Gen Z Trends Exhibit Financial Confidence in the Credit Market
The TransUnion Consumer Pulse Study US Q2 2023 found that over half of Americans (57%) feel confident about their household finances. Out of those feeling optimistic, 51% feel this way because they expect an income increase in the next 12 months – leading the pack are the Millenials at 68% and Gen Z at 66%. Compared to the older generation, 46% of Gen X and 27% of Baby Boomers feel the same way. However, Gen Z shows the most overall optimism regardless of income increases. Gen Z (73%) and Millenials (69%) felt the most optimistic when compared to Gen X (51%) and Baby Boomers (41%).
Roughly a third (32%) of consumers have plans to apply for new credit or refinance existing credit. Among the various types of credit products, 53% of consumers planned to use credit cards, and 27% looked forward to using personal loans. Although inflation impacts the pockets of many Americans, Baby Boomers (30%) and Gen X (30%) deem inflation as one of their top financial concerns. In comparison, nearly a quarter (26%) of Millenials and 14% of Gen Z considers inflation a top concern.
A Lack of Concern for Inflation
Gen Z’s lack of concern with inflation may stem from the absence of experience. Many of the other generations lived through a period of financial crisis like inflation or a recession. Today, the oldest Gen Zer is 28 years old (born between 1995 – 2005), meaning that during the Great Recession of 2008, they were about 13 years of age. While the 2008 recession may have indirectly affected Gen Z, their older siblings, and parents may have fresh memory of their finances during this time.
Nonetheless, Gen Z (98%) recognizes the importance of credit, followed by 96% of Millenials, 91% of Gen X, and 74% of Baby Boomers. However, only 35% of Gen Z agreed they have adequate access to credit. In comparison, 54% of Millenials, 51% of Gen X, and 70% of Baby Boomers feel they have sufficient access.
Due to Gen Z’s newer credit history, it’s possible they may have limited access to credit. In contrast, the other generations have had some time to establish positive credit. As a result, lenders and card issuers most likely see mature credit reports as less of a risk when approving loans.
Gen Z’s Financial Plan for Credit
Either way, Gen Z is ready to navigate the credit markets, as the report found 50% of Gen Z consumers have plans to apply for new credit or refinance existing debt like student loans, car loans/leases, and more. To compare, 32% of the entire population have plans to take action on new credit cards and personal loans.

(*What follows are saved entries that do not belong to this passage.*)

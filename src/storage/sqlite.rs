//! SQLite storage implementation
//!
//! This module provides a SQLite-based implementation of the storage traits.
//! Timestamps are stored as RFC 3339 text and snapshots as JSON payloads.

use crate::snapshot::{CrawlSnapshot, SiteRecord};
use crate::storage::schema::initialize_schema;
use crate::storage::traits::{RunLog, SnapshotStore, StorageError, StorageResult};
use crate::storage::{RunRecord, RunStatus};
use chrono::{DateTime, Utc};
use rusqlite::{params, Connection, OptionalExtension, Row};
use std::path::Path;

/// SQLite storage backend
pub struct SqliteStorage {
    conn: Connection,
}

impl SqliteStorage {
    /// Opens or creates the database at `path`
    pub fn new(path: &Path) -> StorageResult<Self> {
        let conn = Connection::open(path)?;

        // Configure SQLite for better performance
        conn.execute_batch(
            "
            PRAGMA journal_mode = WAL;
            PRAGMA synchronous = NORMAL;
            PRAGMA foreign_keys = ON;
            PRAGMA temp_store = MEMORY;
        ",
        )?;

        initialize_schema(&conn)?;

        Ok(Self { conn })
    }

    /// Creates an in-memory database
    pub fn open_in_memory() -> StorageResult<Self> {
        let conn = Connection::open_in_memory()?;
        conn.execute_batch("PRAGMA foreign_keys = ON;")?;
        initialize_schema(&conn)?;
        Ok(Self { conn })
    }

    /// Number of snapshots stored for `site`
    pub fn count_snapshots(&self, site: &str) -> StorageResult<u64> {
        let count: i64 = self.conn.query_row(
            "SELECT COUNT(*) FROM snapshots WHERE site_name = ?1",
            params![site],
            |row| row.get(0),
        )?;
        Ok(count as u64)
    }
}

fn to_db_time(time: &DateTime<Utc>) -> String {
    time.to_rfc3339()
}

fn parse_db_time(value: &str) -> StorageResult<DateTime<Utc>> {
    DateTime::parse_from_rfc3339(value)
        .map(|t| t.with_timezone(&Utc))
        .map_err(|_| StorageError::Timestamp(value.to_string()))
}

fn run_from_row(row: &Row<'_>) -> rusqlite::Result<RunRecord> {
    Ok(RunRecord {
        id: row.get(0)?,
        started_at: row.get(1)?,
        finished_at: row.get(2)?,
        config_hash: row.get(3)?,
        status: RunStatus::from_db_string(&row.get::<_, String>(4)?)
            .unwrap_or(RunStatus::Running),
    })
}

impl SnapshotStore for SqliteStorage {
    fn exists(&self, site: &str) -> StorageResult<bool> {
        let found: Option<i64> = self
            .conn
            .query_row("SELECT 1 FROM sites WHERE name = ?1", params![site], |row| {
                row.get(0)
            })
            .optional()?;
        Ok(found.is_some())
    }

    fn create(&mut self, record: &SiteRecord) -> StorageResult<()> {
        if self.exists(&record.name)? {
            return Err(StorageError::SiteExists(record.name.clone()));
        }

        let tx = self.conn.transaction()?;
        tx.execute(
            "INSERT INTO sites (name, url, created_at, updated_at) VALUES (?1, ?2, ?3, ?4)",
            params![
                record.name,
                record.url,
                to_db_time(&record.created_at),
                to_db_time(&record.updated_at)
            ],
        )?;
        for snapshot in &record.data {
            tx.execute(
                "INSERT INTO snapshots (site_name, created_at, payload) VALUES (?1, ?2, ?3)",
                params![
                    record.name,
                    to_db_time(&snapshot.created_at),
                    serde_json::to_string(snapshot)?
                ],
            )?;
        }
        tx.commit()?;

        tracing::debug!("Created site record {}", record.name);
        Ok(())
    }

    fn append_snapshot(
        &mut self,
        site: &str,
        snapshot: &CrawlSnapshot,
        at: DateTime<Utc>,
    ) -> StorageResult<()> {
        let payload = serde_json::to_string(snapshot)?;
        let tx = self.conn.transaction()?;

        let current: Option<String> = tx
            .query_row(
                "SELECT updated_at FROM sites WHERE name = ?1",
                params![site],
                |row| row.get(0),
            )
            .optional()?;
        let current = match current {
            Some(value) => parse_db_time(&value)?,
            None => return Err(StorageError::SiteNotFound(site.to_string())),
        };

        tx.execute(
            "INSERT INTO snapshots (site_name, created_at, payload) VALUES (?1, ?2, ?3)",
            params![site, to_db_time(&snapshot.created_at), payload],
        )?;

        let updated_at = current.max(at);
        tx.execute(
            "UPDATE sites SET updated_at = ?1 WHERE name = ?2",
            params![to_db_time(&updated_at), site],
        )?;

        tx.commit()?;
        Ok(())
    }

    fn get_updated_at(&self, site: &str) -> StorageResult<Option<DateTime<Utc>>> {
        let value: Option<String> = self
            .conn
            .query_row(
                "SELECT updated_at FROM sites WHERE name = ?1",
                params![site],
                |row| row.get(0),
            )
            .optional()?;

        value.as_deref().map(parse_db_time).transpose()
    }

    fn load_record(&self, site: &str) -> StorageResult<Option<SiteRecord>> {
        let row: Option<(String, String, String)> = self
            .conn
            .query_row(
                "SELECT url, created_at, updated_at FROM sites WHERE name = ?1",
                params![site],
                |row| Ok((row.get(0)?, row.get(1)?, row.get(2)?)),
            )
            .optional()?;

        let Some((url, created_at, updated_at)) = row else {
            return Ok(None);
        };

        let mut stmt = self
            .conn
            .prepare("SELECT payload FROM snapshots WHERE site_name = ?1 ORDER BY id")?;
        let payloads = stmt
            .query_map(params![site], |row| row.get::<_, String>(0))?
            .collect::<Result<Vec<_>, _>>()?;

        let data = payloads
            .iter()
            .map(|payload| serde_json::from_str(payload))
            .collect::<Result<Vec<CrawlSnapshot>, _>>()?;

        Ok(Some(SiteRecord {
            name: site.to_string(),
            url,
            created_at: parse_db_time(&created_at)?,
            updated_at: parse_db_time(&updated_at)?,
            data,
        }))
    }

    fn list_sites(&self) -> StorageResult<Vec<String>> {
        let mut stmt = self.conn.prepare("SELECT name FROM sites ORDER BY name")?;
        let names = stmt
            .query_map([], |row| row.get(0))?
            .collect::<Result<Vec<String>, _>>()?;
        Ok(names)
    }
}

impl RunLog for SqliteStorage {
    fn create_run(&mut self, config_hash: &str) -> StorageResult<i64> {
        let now = Utc::now().to_rfc3339();
        self.conn.execute(
            "INSERT INTO runs (started_at, config_hash, status) VALUES (?1, ?2, ?3)",
            params![now, config_hash, RunStatus::Running.to_db_string()],
        )?;
        Ok(self.conn.last_insert_rowid())
    }

    fn get_run(&self, run_id: i64) -> StorageResult<RunRecord> {
        self.conn
            .query_row(
                "SELECT id, started_at, finished_at, config_hash, status FROM runs WHERE id = ?1",
                params![run_id],
                run_from_row,
            )
            .optional()?
            .ok_or(StorageError::RunNotFound(run_id))
    }

    fn get_latest_run(&self) -> StorageResult<Option<RunRecord>> {
        let run = self
            .conn
            .query_row(
                "SELECT id, started_at, finished_at, config_hash, status FROM runs ORDER BY id DESC LIMIT 1",
                [],
                run_from_row,
            )
            .optional()?;
        Ok(run)
    }

    fn finish_run(&mut self, run_id: i64, status: RunStatus) -> StorageResult<()> {
        let now = Utc::now().to_rfc3339();
        let changed = self.conn.execute(
            "UPDATE runs SET status = ?1, finished_at = ?2 WHERE id = ?3",
            params![status.to_db_string(), now, run_id],
        )?;
        if changed == 0 {
            return Err(StorageError::RunNotFound(run_id));
        }
        Ok(())
    }
}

“It makes sense to see Gen Z consumers’ use of credit cards and personal loans increase relative to consumers as a whole as they age into financial independence,” said Michele Raneri, vice president of U.S. research and consulting at TransUnion. “Like the overall population, many Gen Z borrowers are facing the same financial challenges brought on by high-interest rates and inflation. As a result, they are tapping into these available credit products to help them cope with rising expenses and the tightening of their monthly budgets.”